Last month American R&B singer Nelly played a sold-out concert here. Although in the end women were not allowed to attend, the fact an artist whose most famous lyrics are “It’s getting hot in here/So take off all your clothes” was even allowed to enter the kingdom shows a transformation is taking place.

Thirty-two-year-old Mohammed bin Salman is likely to set the agenda in Saudi Arabia for decades to come. While he has been criticised for his aggressive stance on regional rival Iran, as well as orchestrating the regional blockade of Qatar and causing bloodshed in Yemen, he has made it clear he is serious about domestic reform.

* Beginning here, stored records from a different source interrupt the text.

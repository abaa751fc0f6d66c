//! Subject lookup command handler

use super::{open_service, remember_campus};
use grade_finder::config::Config;
use grade_finder::core::models::subject::suggest;
use grade_finder::core::models::{Campus, Context};

/// Print the subject whose code matches `query`.
///
/// # Errors
/// Returns a `✗` message when the subject dataset cannot be loaded.
pub async fn run(query: &str, campus: Option<Campus>, config: &mut Config) -> Result<(), String> {
    let campus = remember_campus(campus, config);
    let context = Context::new(campus, config.session());
    let service = open_service(config, &context)?;
    let subjects = service
        .load_subjects(campus)
        .await
        .map_err(|e| format!("✗ Failed to load subjects for {}: {e}", campus.name()))?;

    let hits = suggest(&subjects, query);
    if hits.is_empty() {
        println!("No subject matches '{}' at {}", query.trim(), campus.name());
        return Ok(());
    }
    for subject in hits {
        println!("{}: {}", subject.code, subject.title);
        if !subject.faculty.is_empty() {
            println!("  {}", subject.faculty);
        }
        println!("  Tip: gradefinder courses --search {}", subject.code);
    }
    Ok(())
}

In a recent rebuke of the country’s puritanical religious establishment, the prince noted that “70 per cent of [the Saudi] population is under 30 ... We won’t allow the 30 per cent to hold them back.”

Since The Independent’s last visit just nine months ago, people in Riyadh seem bolder: teenagers roam around a new park on rollerblades while Justin Bieber blasts from cars stuck in traffic.

Yet their horizons are shrinking in other ways. Travel agencies that used to advertise trips to Europe now suggest destinations more friendly to shallow pockets, such as Turkey, or seaside resorts in Jeddah.

And over at the Ritz-Carlton hotel, police cars guard both the vast compound’s entrance and the turn off from the motorway.

LSE Saudi Arabia academic: Lifting ban on women driving is being used to deflect bad news

More than 200 royal figures, politicians and business leaders were placed under arrest at the five-star hotel last November in an anti-corruption sweep widely perceived to be part of Prince Mohammed’s efforts to consolidate his power base and shut down opposition.

The last detainees were released or moved to another location this weekend after being shaken down for $107bn (£76bn) in what the Saudi attorney general described as “lost revenue”.

“Everything in this country is still decided at the top, not by the people,” a female activist who has been arrested on several occasions said in an interview conducted over encrypted messenger Telegram because she is forbidden to contact foreign journalists.

“The same people are still in charge. But it’s something. Something is always better than nothing.”